The final concern relates to new mutations arising due to high prevalence of infection in a partially vaccinated population. But again once you have reached the vaccination uptake ceiling, this will happen whenever step four is taken.
So those who want to continue with restrictions should be honest with the public: that not opening now means delaying indefinitely.
Given all the above, some are understandably asking why caution and continued guidance are still required?
The main consistent finding shown by the various SAGE models showed that if everyone returned to their pre-pandemic behavior/number of contacts quickly (within one month) this could lead to very significant pressure on the NHS approaching that of the first wave (when it would again be difficult to maintain all services causing significant indirect health harm to all other patients and increasing waiting lists further). The peak is much smaller, however, if this happens over three months. This doesn’t reduce overall admissions but spaces them out – i.e. we are back to ‘flattening the peak.’

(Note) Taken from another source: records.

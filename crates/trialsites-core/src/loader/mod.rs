// crates/trialsites-core/src/loader/mod.rs

//! # Data Loader
//!
//! Reads site lists and search contexts from JSON (optionally gzipped).
//!
//! A site file is either a bare array of sites or a trial document carrying
//! them under `"sites"`:
//!
//! ```json
//! { "nciId": "NCI-2019-01234", "sites": [ { "name": "...", ... } ] }
//! ```

use crate::error::{Result, SiteError};
use crate::model::{SearchContext, SiteRecord};
use serde::Deserialize;
use serde_json::Value;
use std::path::Path;

mod common_io;

pub use common_io::open_stream;

// Records stay untyped until the document shape is known, so one bad record
// cannot fail the whole list.
#[derive(Deserialize)]
#[serde(untagged)]
enum SitesPayload {
    Bare(Vec<Value>),
    Trial { sites: Vec<Value> },
}

impl From<SitesPayload> for Vec<SiteRecord> {
    fn from(payload: SitesPayload) -> Self {
        match payload {
            SitesPayload::Bare(records) | SitesPayload::Trial { sites: records } => {
                sites_from_records(records)
            }
        }
    }
}

/// Deserializes each record on its own; malformed records are skipped.
fn sites_from_records(records: Vec<Value>) -> Vec<SiteRecord> {
    let total = records.len();
    let sites: Vec<SiteRecord> = records
        .into_iter()
        .enumerate()
        .filter_map(|(i, record)| match serde_json::from_value(record) {
            Ok(site) => Some(site),
            Err(e) => {
                tracing::debug!(index = i, error = %e, "skipping malformed site record");
                None
            }
        })
        .collect();
    if sites.len() < total {
        tracing::debug!(skipped = total - sites.len(), kept = sites.len(), "malformed site records left out");
    }
    sites
}

/// Parses a site list from a JSON string.
pub fn sites_from_json(json: &str) -> Result<Vec<SiteRecord>> {
    let payload: SitesPayload = serde_json::from_str(json).map_err(invalid_sites)?;
    Ok(payload.into())
}

/// Parses a search context from a JSON string.
pub fn search_context_from_json(json: &str) -> Result<SearchContext> {
    Ok(serde_json::from_str(json)?)
}

/// Reads a site list from `path` (`.json` or `.json.gz`).
pub fn load_sites(path: impl AsRef<Path>) -> Result<Vec<SiteRecord>> {
    let path = path.as_ref();
    let reader = open_stream(path)?;
    let payload: SitesPayload = serde_json::from_reader(reader).map_err(invalid_sites)?;
    let sites: Vec<SiteRecord> = payload.into();
    tracing::debug!(path = %path.display(), sites = sites.len(), "loaded sites");
    Ok(sites)
}

/// Reads a search context from `path` (`.json` or `.json.gz`).
pub fn load_search_context(path: impl AsRef<Path>) -> Result<SearchContext> {
    let path = path.as_ref();
    let reader = open_stream(path)?;
    let context: SearchContext = serde_json::from_reader(reader)?;
    tracing::debug!(path = %path.display(), mode = ?context.location_mode, "loaded search context");
    Ok(context)
}

// Untagged enums swallow the inner serde message, so keep it readable.
fn invalid_sites(e: serde_json::Error) -> SiteError {
    if e.is_io() {
        SiteError::Json(e)
    } else {
        SiteError::InvalidData(format!(
            "expected an array of sites or an object with a \"sites\" array: {e}"
        ))
    }
}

This is clearly not a zero Covid strategy, but is aiming to be a ‘flu strategy’. This makes sense now given the infection fatality ratio of Covid with our levels of vaccination is similar to flu, and society has been willing to accept that restrictions are not required for flu.

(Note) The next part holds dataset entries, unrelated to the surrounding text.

//! Countdown configuration (pure Rust, no UI).
//!
//! This module defines the single persisted entity and the enums it is made
//! of. Persistence lives in `storage::settings`.

use chrono::{NaiveDateTime, TimeDelta, Timelike};
use serde::{Deserialize, Serialize};

use super::color::Rgb;
use super::constants::*;
use crate::clamp;

/// Where the overlay sits inside the available screen area.
#[derive(Debug, Clone, Copy, PartialEq, Eq, Hash, Default, Serialize, Deserialize)]
#[serde(rename_all = "snake_case")]
pub enum Alignment {
    #[default]
    Center,
    BottomRight,
    TopRight,
}

impl Alignment {
    pub const ALL: [Alignment; 3] = [
        Alignment::Center,
        Alignment::BottomRight,
        Alignment::TopRight,
    ];

    /// Value stored in the settings file.
    pub fn as_key(self) -> &'static str {
        match self {
            Alignment::Center => "center",
            Alignment::BottomRight => "bottom_right",
            Alignment::TopRight => "top_right",
        }
    }

    pub fn label(self) -> &'static str {
        match self {
            Alignment::Center => "Center",
            Alignment::BottomRight => "Bottom right",
            Alignment::TopRight => "Top right",
        }
    }
}

/// One-click theme presets offered by the settings panel.
#[derive(Debug, Clone, Copy, PartialEq, Eq)]
pub enum ThemePreset {
    Dark,
    Light,
    Blue,
}

/// Values a preset overwrites. Everything else is left alone.
#[derive(Debug, Clone, Copy, PartialEq, Eq)]
pub struct PresetValues {
    pub background: Rgb,
    pub text_color: Rgb,
    pub font_size: u32,
    pub background_opacity: u8,
}

impl ThemePreset {
    pub const ALL: [ThemePreset; 3] = [ThemePreset::Dark, ThemePreset::Light, ThemePreset::Blue];

    pub fn values(self) -> PresetValues {
        match self {
            ThemePreset::Dark => PresetValues {
                background: Rgb::new(40, 40, 40),
                text_color: Rgb::new(255, 255, 255),
                font_size: 42,
                background_opacity: 200,
            },
            ThemePreset::Light => PresetValues {
                background: Rgb::new(220, 220, 220),
                text_color: Rgb::new(0, 0, 0),
                font_size: 42,
                background_opacity: 180,
            },
            ThemePreset::Blue => PresetValues {
                background: Rgb::new(30, 80, 150),
                text_color: Rgb::new(255, 255, 255),
                font_size: 42,
                background_opacity: 180,
            },
        }
    }

    pub fn label(self) -> &'static str {
        match self {
            ThemePreset::Dark => "Dark theme",
            ThemePreset::Light => "Light theme",
            ThemePreset::Blue => "Blue theme",
        }
    }
}

/// Complete countdown configuration.
#[derive(Debug, Clone, PartialEq, Eq)]
pub struct CountdownConfig {
    /// Text rendered in front of the remaining time.
    pub display_prefix: String,
    /// Target instant, local wall-clock time with second precision.
    pub target: NaiveDateTime,
    pub background: Rgb,
    pub text_color: Rgb,
    pub background_opacity: u8,
    /// Font size in pixels [12, 72].
    pub font_size: u32,
    pub alignment: Alignment,
    /// Run at login. Mirrors the OS registration on a best-effort basis.
    pub auto_start: bool,
    /// Start the tick at launch when the target is still ahead.
    pub auto_resume: bool,
    /// Persisted for compatibility; nothing reads it yet.
    pub adapt_to_wallpaper: bool,
}

impl CountdownConfig {
    /// Defaults, with the target one hour after `now`.
    pub fn default_at(now: NaiveDateTime) -> Self {
        Self {
            display_prefix: DEFAULT_DISPLAY_TEXT.to_string(),
            target: default_target(now),
            background: Rgb::from_tuple(DEFAULT_BG_COLOR),
            text_color: Rgb::from_tuple(DEFAULT_TEXT_COLOR),
            background_opacity: DEFAULT_BG_OPACITY,
            font_size: DEFAULT_FONT_SIZE,
            alignment: Alignment::default(),
            auto_start: DEFAULT_AUTO_START,
            auto_resume: DEFAULT_AUTO_CONTINUE,
            adapt_to_wallpaper: DEFAULT_AUTO_WALLPAPER,
        }
    }

    /// Clamps values that can drift out of range to their limits.
    pub fn validate(&mut self) {
        self.font_size = clamp(self.font_size, MIN_FONT_SIZE, MAX_FONT_SIZE);
    }

    /// Overwrite colors, font size and opacity from a preset.
    pub fn apply_preset(&mut self, preset: ThemePreset) {
        let v = preset.values();
        self.background = v.background;
        self.text_color = v.text_color;
        self.font_size = v.font_size;
        self.background_opacity = v.background_opacity;
    }

    /// True when the target lies strictly after `now`.
    pub fn target_is_future(&self, now: NaiveDateTime) -> bool {
        self.target > now
    }

    /// Background fill composited with the configured opacity.
    pub fn background_fill(&self) -> eframe::egui::Color32 {
        self.background.with_alpha(self.background_opacity)
    }

    pub fn text_fill(&self) -> eframe::egui::Color32 {
        self.text_color.with_alpha(u8::MAX)
    }
}

/// Target used when none is stored: one hour from `now`, whole seconds.
pub fn default_target(now: NaiveDateTime) -> NaiveDateTime {
    let now = now.with_nanosecond(0).unwrap_or(now);
    now + TimeDelta::seconds(DEFAULT_TARGET_OFFSET_SECS)
}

The key remaining uncertainties are the number of contacts people will return to (and how quickly) and the exact levels of vaccine effectiveness. If both of those are ‘worse’ than expected, it is possible that the NHS will come under such great pressure that restrictions will need to be re-introduced.
And that is why it is essential that viral spread is kept under some control through good public health messaging on the need to continue to follow the guidance and why the test, trace and isolate system is still needed (about a third of those who self-isolate go on to develop Covid-19 symptoms) for now while we work our way through this exit wave and cases start falling again.

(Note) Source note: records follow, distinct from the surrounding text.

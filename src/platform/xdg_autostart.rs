//! XDG autostart entry (Linux and other freedesktop systems).
//!
//! Writes `$XDG_CONFIG_HOME/autostart/desktop-countdown.desktop`.

use std::fs;
use std::io::ErrorKind;
use std::path::{Path, PathBuf};

use super::{current_executable, Autostart};
use crate::error::AutostartError;
use crate::model::constants::{APPLICATION, AUTOSTART_NAME};

/// Desktop entry file name.
pub const DESKTOP_FILE: &str = "desktop-countdown.desktop";

#[derive(Debug, Clone)]
pub struct XdgAutostart {
    dir: PathBuf,
    executable: PathBuf,
}

impl XdgAutostart {
    /// Entry for `executable` inside `dir`.
    pub fn new(dir: impl Into<PathBuf>, executable: impl Into<PathBuf>) -> Self {
        Self {
            dir: dir.into(),
            executable: executable.into(),
        }
    }

    /// Entry for the running executable in the user's autostart directory.
    pub fn for_current_user() -> Result<Self, AutostartError> {
        let dir = dirs::config_dir()
            .ok_or(AutostartError::NoHomeDir)?
            .join("autostart");
        Ok(Self::new(dir, current_executable()?))
    }

    pub fn entry_path(&self) -> PathBuf {
        self.dir.join(DESKTOP_FILE)
    }

    /// Desktop entry contents.
    pub fn render(&self) -> String {
        format!(
            "[Desktop Entry]\n\
             Type=Application\n\
             Name={APPLICATION}\n\
             Comment=Desktop countdown overlay\n\
             Exec={}\n\
             Terminal=false\n\
             X-GNOME-Autostart-enabled=true\n\
             X-Desktop-Countdown-Id={AUTOSTART_NAME}\n",
            quote_exec_arg(&self.executable)
        )
    }
}

impl Autostart for XdgAutostart {
    fn is_enabled(&self) -> Result<bool, AutostartError> {
        Ok(self.entry_path().is_file())
    }

    fn set_enabled(&self, enabled: bool) -> Result<(), AutostartError> {
        let path = self.entry_path();
        if enabled {
            fs::create_dir_all(&self.dir)?;
            fs::write(&path, self.render())?;
            tracing::info!(path = %path.display(), "autostart entry written");
        } else {
            match fs::remove_file(&path) {
                Ok(()) => tracing::info!(path = %path.display(), "autostart entry removed"),
                Err(e) if e.kind() == ErrorKind::NotFound => {}
                Err(e) => return Err(e.into()),
            }
        }
        Ok(())
    }
}

/// Quote a path for an `Exec=` key: wrap in double quotes and escape the
/// characters the desktop entry format reserves inside quotes.
pub fn quote_exec_arg(path: &Path) -> String {
    let raw = path.to_string_lossy();
    let mut out = String::with_capacity(raw.len() + 2);
    out.push('"');
    for c in raw.chars() {
        if matches!(c, '"' | '`' | '$' | '\\') {
            out.push('\\');
        }
        out.push(c);
    }
    out.push('"');
    out
}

In many ways, this approach is similar to the plan I outlined last year when I thought vaccines may be years away and I advocated for mainly voluntary measures and a focus on personal responsibility, as this would lead to more sustainable compliance (especially with indoor household mixing and self-isolation) while reducing other health harms.
Since then, we have seen that people can be trusted to take personal responsibility for themselves and others and will choose the responsible course of action (e.g. over Christmas when contacts didn’t increase overall and polls now show that a large majority of people will continue to wear masks.) And as with previous waves, there are also already signs (from Google mobility / shopping data and so on) that people are changing their behaviour as cases increase.
Finally, it is important to stress that Covid is far from over and that while today is an important and necessary step towards freedom, with freedom comes the responsibility to continue to be considerate and protect others for all of our benefit.